■ **Work item**
Exact reproduction required: the lines below from the line with "pub fn from_reads(coils: &[bool], readback: &[bool])" to the line with "self.connected.then(|| codec::decode(&self.default_bits))", both ends included, and no others.

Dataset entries

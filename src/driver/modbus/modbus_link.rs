//! Modbus-TCP implementation of the device link
//! 每次操作打开一个新的连接，用完立即关闭

use std::future::Future;
use std::net::{Ipv4Addr, SocketAddr, SocketAddrV4};
use std::str::FromStr;
use std::time::Duration;

use async_trait::async_trait;
use tokio_modbus::client::Context;
use tokio_modbus::prelude::*;

use super::prelude::*;
use super::traits::{DeviceLink, LinkSession};
use crate::common::error::DriverError;
use crate::{debug, trace};

const LOG_TAG: &str = "modbus_link";

/// parse the IPv4 literal stored in the registry
pub fn parse_ipv4(address: &str) -> Result<Ipv4Addr, DriverError> {
    Ipv4Addr::from_str(address.trim())
        .map_err(|_| DriverError::InvalidAddress(format!("'{}' is not an IPv4 address", address)))
}

pub fn socket_addr(address: &str, port: u16) -> Result<SocketAddr, DriverError> {
    Ok(SocketAddr::V4(SocketAddrV4::new(parse_ipv4(address)?, port)))
}

/// run one modbus call under a deadline, an expired deadline counts as unreachable
async fn with_timeout<T, F>(context: &str, timeout: Duration, fut: F) -> Result<T, DriverError>
where
    F: Future<Output = std::io::Result<T>>,
{
    with_timeout_as(context, timeout, fut, DriverError::from_io).await
}

async fn with_timeout_as<T, F>(
    context: &str,
    timeout: Duration,
    fut: F,
    classify: fn(&str, std::io::Error) -> DriverError,
) -> Result<T, DriverError>
where
    F: Future<Output = std::io::Result<T>>,
{
    match tokio::time::timeout(timeout, fut).await {
        Ok(Ok(value)) => Ok(value),
        Ok(Err(e)) => Err(classify(context, e)),
        Err(_) => Err(DriverError::Unreachable(format!(
            "{context}: no answer within {} ms",
            timeout.as_millis()
        ))),
    }
}

fn check_len(context: &str, values: Vec<bool>, count: ModbusAddrSize) -> Result<Vec<bool>, DriverError> {
    if values.len() < count as usize {
        return Err(DriverError::ProtocolError(format!(
            "{context}: expected {} values, got {}",
            count,
            values.len()
        )));
    }
    Ok(values)
}

/// link that talks Modbus-TCP to real hardware
pub struct ModbusTcpLink {
    port: u16,
    unit: ModbusUnitSize,
}

impl ModbusTcpLink {
    pub fn new(port: u16, unit: ModbusUnitSize) -> Self {
        ModbusTcpLink { port, unit }
    }
}

#[async_trait]
impl DeviceLink for ModbusTcpLink {
    async fn open(
        &self,
        address: &str,
        timeout: Duration,
    ) -> Result<Box<dyn LinkSession>, DriverError> {
        let socket_addr = socket_addr(address, self.port)?;
        trace!(LOG_TAG, "connecting {}", socket_addr);
        let context = with_timeout_as(
            "connect",
            timeout,
            tcp::connect_slave(socket_addr, Slave(self.unit)),
            DriverError::from_connect_io,
        )
        .await?;
        Ok(Box::new(ModbusTcpSession {
            socket_addr,
            context,
            timeout,
        }))
    }
}

/// an open Modbus-TCP client context, every call shares the open timeout
pub struct ModbusTcpSession {
    socket_addr: SocketAddr,
    context: Context,
    timeout: Duration,
}

#[async_trait]
impl LinkSession for ModbusTcpSession {
    async fn read_coils(
        &mut self,
        start_addr: ModbusAddrSize,
        count: ModbusAddrSize,
    ) -> Result<Vec<bool>, DriverError> {
        let values = with_timeout(
            "read coils",
            self.timeout,
            self.context.read_coils(start_addr, count),
        )
        .await?;
        check_len("read coils", values, count)
    }

    async fn read_discrete_inputs(
        &mut self,
        start_addr: ModbusAddrSize,
        count: ModbusAddrSize,
    ) -> Result<Vec<bool>, DriverError> {
        let values = with_timeout(
            "read discrete inputs",
            self.timeout,
            self.context.read_discrete_inputs(start_addr, count),
        )
        .await?;
        check_len("read discrete inputs", values, count)
    }

    async fn write_multiple_coils(
        &mut self,
        start_addr: ModbusAddrSize,
        values: &[bool],
    ) -> Result<(), DriverError> {
        with_timeout(
            "write multiple coils",
            self.timeout,
            self.context.write_multiple_coils(start_addr, values),
        )
        .await
    }

    async fn close(&mut self) -> Result<(), DriverError> {
        debug!(LOG_TAG, "closing session to {}", self.socket_addr);
        with_timeout("disconnect", self.timeout, self.context.disconnect()).await
    }
}

#[cfg(test)]
mod tests {
    use super::*;

    #[test]
    fn test_parse_ipv4() {
        assert_eq!(parse_ipv4("192.168.10.84").unwrap(), Ipv4Addr::new(192, 168, 10, 84));
        assert!(matches!(parse_ipv4("999.1.1.1"), Err(DriverError::InvalidAddress(_))));
        assert!(matches!(parse_ipv4("192.168.10"), Err(DriverError::InvalidAddress(_))));
        assert!(matches!(parse_ipv4("device-1.local"), Err(DriverError::InvalidAddress(_))));
    }

    #[test]
    fn test_socket_addr_uses_port() {
        let addr = socket_addr("10.0.0.1", 5020).unwrap();
        assert_eq!(addr.port(), 5020);
    }

    #[tokio::test]
    async fn test_connect_error_is_unreachable() {
        let refused = async {
            Err::<(), _>(std::io::Error::new(std::io::ErrorKind::NetworkUnreachable, "network unreachable"))
        };
        let result = with_timeout_as("connect", Duration::from_millis(100), refused, DriverError::from_connect_io).await;
        assert!(matches!(result, Err(DriverError::Unreachable(_))));
    }

    #[tokio::test]
    async fn test_open_invalid_address_does_not_connect() {
        let link = ModbusTcpLink::new(502, 1);
        let result = link.open("300.0.0.1", Duration::from_millis(100)).await;
        assert!(matches!(result, Err(DriverError::InvalidAddress(_))));
    }

    #[tokio::test]
    async fn test_open_closed_port_is_unreachable() {
        // bind then drop to get a local port nobody listens on
        let listener = std::net::TcpListener::bind("127.0.0.1:0").unwrap();
        let port = listener.local_addr().unwrap().port();
        drop(listener);

        let link = ModbusTcpLink::new(port, 1);
        let result = link.open("127.0.0.1", Duration::from_millis(500)).await;
        assert!(matches!(result, Err(DriverError::Unreachable(_))));
    }
}
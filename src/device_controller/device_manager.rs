//! 设备管理器
//! builds the registry from settings and starts every background task:
//! one poller and one writer per device plus the heartbeat

use std::sync::{mpsc, Arc};
use std::time::Duration;

use tokio::task::JoinHandle;
use tokio_util::sync::CancellationToken;

use super::attenuation_controller::AttenuationController;
use super::device_registry::DeviceRegistry;
use super::entity::device_po::DevicePo;
use super::workers::heartbeating_thread::heartbeating_thread;
use super::workers::polling_thread::{DevicePoller, PollerConfig};
use crate::common::error::DriverError;
use crate::common::setting::Settings;
use crate::driver::modbus::dummy_link::DummyLink;
use crate::driver::modbus::modbus_link::ModbusTcpLink;
use crate::driver::modbus::traits::DeviceLink;
use crate::entity::dto::device_event_dto::DeviceEventDto;
use crate::{info, warn};

const LOG_TAG: &str = "device_manager";

/// pick the link implementation for `env.mode`
pub fn link_from_settings(settings: &Settings) -> Arc<dyn DeviceLink> {
    if settings.env.is_dummy() {
        info!(LOG_TAG, "dummy mode, no modbus connection will be opened");
        Arc::new(DummyLink::new())
    } else {
        Arc::new(ModbusTcpLink::new(settings.modbus.port, settings.modbus.unit))
    }
}

pub struct DeviceManager {
    registry: Arc<DeviceRegistry>,
    controller: AttenuationController,
    shutdown: CancellationToken,
    handles: Vec<JoinHandle<()>>,
}

impl DeviceManager {
    /// must be called inside a tokio runtime
    /// returns the manager and the receiving end of the event channel
    pub fn start(
        settings: &Settings,
        link: Arc<dyn DeviceLink>,
    ) -> Result<(Self, mpsc::Receiver<DeviceEventDto>), DriverError> {
        let (event_tx, event_rx) = mpsc::channel();
        let devices: Vec<DevicePo> = settings.devices.iter().map(DevicePo::from).collect();
        let registry = Arc::new(DeviceRegistry::new(devices, Some(event_tx.clone()))?);
        let shutdown = CancellationToken::new();

        let (controller, mut handles) = AttenuationController::start(
            registry.clone(),
            link.clone(),
            event_tx.clone(),
            settings.modbus.write_timeout(),
            shutdown.clone(),
        );

        let poller_config = PollerConfig::from(&settings.modbus);
        for device_id in registry.device_ids() {
            let poller = DevicePoller::new(
                device_id,
                registry.clone(),
                link.clone(),
                event_tx.clone(),
                poller_config,
            );
            handles.push(poller.start(shutdown.clone()));
        }

        handles.push(heartbeating_thread(
            Duration::from_millis(settings.heartbeat.interval_millis),
            registry.clone(),
            event_tx,
            shutdown.clone(),
        ));

        info!(LOG_TAG, "device manager started, devices: {:?}", registry.device_ids());
        Ok((
            DeviceManager {
                registry,
                controller,
                shutdown,
                handles,
            },
            event_rx,
        ))
    }

    pub fn registry(&self) -> Arc<DeviceRegistry> {
        self.registry.clone()
    }

    pub fn controller(&self) -> AttenuationController {
        self.controller.clone()
    }

    pub fn shutdown_token(&self) -> CancellationToken {
        self.shutdown.clone()
    }

    /// stop scheduling new work and wait for in-flight operations to finish
    pub async fn shutdown(self) {
        self.shutdown.cancel();
        for result in futures::future::join_all(self.handles).await {
            if let Err(e) = result {
                warn!(LOG_TAG, "background task ended abnormally: {}", e);
            }
        }
        info!(LOG_TAG, "device manager stopped");
    }
}
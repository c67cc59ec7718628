//! data transmission objects shared by the driver and the device controller
pub mod dto;
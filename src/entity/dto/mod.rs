pub mod device_command_dto;
pub mod device_event_dto;
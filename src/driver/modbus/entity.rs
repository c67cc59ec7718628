//! modbus 有关的内部使用实体
use serde::{Deserialize, Serialize};

use super::codec;
use super::prelude::*;
use crate::common::error::DriverError;

// register map of the attenuator module
pub const CURRENT_COIL_ADDR: ModbusAddrSize = 0;
pub const DEFAULT_COIL_ADDR: ModbusAddrSize = 6;
pub const COIL_NUM: ModbusAddrSize = 12;
pub const CHECKBACK_INPUT_ADDR: ModbusAddrSize = 0;
pub const CHECKBACK_INPUT_NUM: ModbusAddrSize = 6;

/// last observed raw state of one attenuator
#[derive(Debug, Clone, Copy, PartialEq, Default, Serialize, Deserialize)]
pub struct CoilSnapshot {
    pub current_bits: CoilBits,
    pub default_bits: CoilBits,
    // discrete input readback equals current_bits
    pub checkback: bool,
    // false means every other field is empty
    pub connected: bool,
}

impl CoilSnapshot {
    pub fn disconnected() -> Self {
        CoilSnapshot::default()
    }

    /// build a snapshot from a 12-coil read and the 6 discrete input readback
    pub fn from_reads(coils: &[bool], readback: &[bool]) -> Result<Self, DriverError> {
        let current_bits = codec::bank(coils, CURRENT_COIL_ADDR as usize)?;
        let default_bits = codec::bank(coils, DEFAULT_COIL_ADDR as usize)?;
        let readback_bits = codec::bank(readback, CHECKBACK_INPUT_ADDR as usize)?;
        Ok(CoilSnapshot {
            current_bits,
            default_bits,
            checkback: current_bits == readback_bits,
            connected: true,
        })
    }

    pub fn current_raw_db(&self) -> Option<f64> {
        self.connected.then(|| codec::decode(&self.current_bits))
    }

    pub fn default_raw_db(&self) -> Option<f64> {
        self.connected.then(|| codec::decode(&self.default_bits))
    }
}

■ **Task solution**
    pub fn from_reads(coils: &[bool], readback: &[bool]) -> Result<Self, DriverError> {
        let current_bits = codec::bank(coils, CURRENT_COIL_ADDR as usize)?;
        let default_bits = codec::bank(coils, DEFAULT_COIL_ADDR as usize)?;
        let readback_bits = codec::bank(readback, CHECKBACK_INPUT_ADDR as usize)?;
        Ok(CoilSnapshot {
            current_bits,
            default_bits,
            checkback: current_bits == readback_bits,
            connected: true,
        })
    }

    pub fn current_raw_db(&self) -> Option<f64> {
        self.connected.then(|| codec::decode(&self.current_bits))
    }

    pub fn default_raw_db(&self) -> Option<f64> {
        self.connected.then(|| codec::decode(&self.default_bits))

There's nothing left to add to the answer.